Member of the Wyoming Senate from the 20th district
- In office 1975–1986
- In office January 11, 1993 – January 10, 2017
- Succeeded by: Wyatt Agar

Personal details
- Born: August 31, 1933 Ten Sleep, Wyoming, U.S.
- Died: November 2, 2022 (aged 89) Loveland, Colorado, U.S.
- Party: Republican
- Spouse: Irma
- Parent: Nick Geis (father)

= Gerald Geis =

American politician (1933–2022)

Gerald Eugene Geis (August 31, 1933 – November 2, 2022) was an American politician who served as a Republican member of the Wyoming Senate, representing the 20th district from 1975 to 1986 and from 1993 until his retirement in 2017.

==Early life==
Geis was born August 31, 1933, in a cabin near Ten Sleep, Wyoming. He moved to Worland in 1944 and graduated from Worland High School in 1951.

==Career==
Geis worked in road construction and hauling livestock and was first asked to enter politics in 1974 whilst attending the Wyoming Truckers Convention. In 1976 he helped create Wyoming's senior citizen centers. He ran for Wyoming Secretary of State in 1986 but was defeated in the primary by 62 votes.

Geis was reappointed to the Senate in 1993. In 2007, he sponsored a bill that, if it had passed, would have voided out of state same-sex marriages from being recognized in Wyoming. In 2015, Geis voted against the Wyoming Food Freedom Act in committee, which allowed for the sale and consumption of homemade foods. In 2016, he voted against expanding Medicaid. Geis retired in 2017, with Wyatt Agar being elected to his former seat.

==Personal life and death==
Geis was married to Irma, and together they had two children. He was Catholic.
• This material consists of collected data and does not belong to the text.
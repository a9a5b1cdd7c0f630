// Copyright 2020-2026 the eppaurora developers
// Licensed under the GPL version 3.

/// Compute one dissipation value for the Fang et al. (2008) model.
///
/// This uses the auroral reference point that is also pinned in the test
/// suite: a 10 keV Maxwellian population at unit energy flux, deposited at
/// roughly 100 km altitude.

extern crate eppaurora;

use eppaurora::fang2008;

fn main() {
    const E0: f64 = 10.;
    const Q0: f64 = 1.;
    const SCALE_HEIGHT: f64 = 6e5;
    const RHO: f64 = 5e-10;
    const REFERENCE: f64 = 4.4425687506434986e-7;

    let en_diss = fang2008(E0, Q0, SCALE_HEIGHT, RHO);

    println!("Reference q: {}   Ours: {}", REFERENCE, en_diss);
}
// Copyright 2020-2026 the eppaurora developers
// Licensed under the GPL version 3.

/// Crank out Maxwellian-integrated dissipation profiles for random
/// precipitation parameters.
///
/// Characteristic energies are sampled log-uniformly, energy fluxes
/// uniformly; the output is a TSV table with one profile per row, suitable
/// for eyeballing or feeding into a fitting framework.

#[macro_use]
extern crate clap;
extern crate eppaurora;
extern crate eppaurora_test_support;
extern crate ndarray;
#[macro_use]
extern crate slog;

use eppaurora::{fang2010_maxw_int, AtmosphereColumn, Fang2010Mono};
use eppaurora_test_support::Sampler;
use ndarray::Array1;
use std::fs::OpenOptions;
use std::io::prelude::*;
use std::path::PathBuf;
use std::time::Instant;

const N_ALTITUDES: usize = 24;

/// A canned atmospheric column spanning roughly 95-250 km.
fn canned_atmosphere() -> AtmosphereColumn {
    let scale_height = Array1::from_iter((0..N_ALTITUDES).map(|i| 6e5 + 1.5e5 * i as f64));
    let rho = Array1::from_iter((0..N_ALTITUDES).map(|i| 5e-10 * (-(i as f64) / 3.).exp()));
    AtmosphereColumn::new(scale_height, rho).unwrap()
}

fn main() {
    let matches = clap::Command::new(crate_name!())
        .version(crate_version!())
        .about("Crank out Maxwellian dissipation profiles for random parameters")
        .arg(
            clap::Arg::new("OUTFILE")
                .help("The path of the output file to create")
                .required(true)
                .index(1),
        )
        .arg(
            clap::Arg::new("N_SAMPLES")
                .help("The number of profiles to compute")
                .required(true)
                .index(2),
        )
        .arg(
            clap::Arg::new("E0_MIN")
                .help("The minimum characteristic energy to sample [keV]")
                .required(true)
                .index(3),
        )
        .arg(
            clap::Arg::new("E0_MAX")
                .help("The maximum characteristic energy to sample [keV]")
                .required(true)
                .index(4),
        )
        .get_matches();

    let outfile = PathBuf::from(matches.get_one::<String>("OUTFILE").unwrap());
    let n_samples = matches
        .get_one::<String>("N_SAMPLES")
        .unwrap()
        .parse::<usize>()
        .unwrap();
    let e0_sampler = Sampler::log_uniform(
        matches
            .get_one::<String>("E0_MIN")
            .unwrap()
            .parse::<f64>()
            .unwrap(),
        matches
            .get_one::<String>("E0_MAX")
            .unwrap()
            .parse::<f64>()
            .unwrap(),
    );
    let q0_sampler = Sampler::uniform(1e7, 1e9);

    let log = eppaurora_test_support::default_log();
    let atm = canned_atmosphere();
    let model = Fang2010Mono::new();

    let mut file = OpenOptions::new()
        .write(true)
        .create_new(true)
        .open(&outfile)
        .unwrap();

    write!(file, "e0(lin)\tq0(lin)\ttime_ms(meta)").unwrap();
    for i in 0..N_ALTITUDES {
        write!(file, "\tq_{}(res)", i).unwrap();
    }
    writeln!(file).unwrap();

    for i in 0..n_samples {
        let e0 = e0_sampler.get();
        let q0 = q0_sampler.get();

        let t0 = Instant::now();
        let en_diss = fang2010_maxw_int(&model, &log, e0, q0, &atm).unwrap();
        let elapsed = t0.elapsed();
        let time_ms = elapsed.as_secs() as f64 * 1000. + elapsed.subsec_nanos() as f64 * 1e-6;

        info!(log, "profile"; "i" => i, "e0" => e0, "q0" => q0, "time_ms" => time_ms);

        write!(file, "{:.16e}\t{:.16e}\t{:.16e}", e0, q0, time_ms).unwrap();
        for v in en_diss.iter() {
            write!(file, "\t{:.16e}", v).unwrap();
        }
        writeln!(file).unwrap();
    }
}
In 2005, he was inducted into the Wyoming Agriculture Hall of Fame.

Geis died on November 2, 2022, at the age of 89, in Loveland, Colorado.

==Political experience==
- Senator, Wyoming State Senate, 1993–2017 (appointed 1993)
- Senator, Wyoming State Senate, 1975–1986 (Senate President 1985–1986; Majority Floor Leader 1983–1984; Senate Vice President 1983–1984)
- Member, Worland City Council

==Committees==
Geis served eight years on the Appropriations Committee, serving as its president in 1981, and he served as chairman for the Select Water Committee. He also served as the chair of the Agriculture, State and Public Lands and Water Resources Committee, and as a member of the Select Federal Natural Resource Management Committee.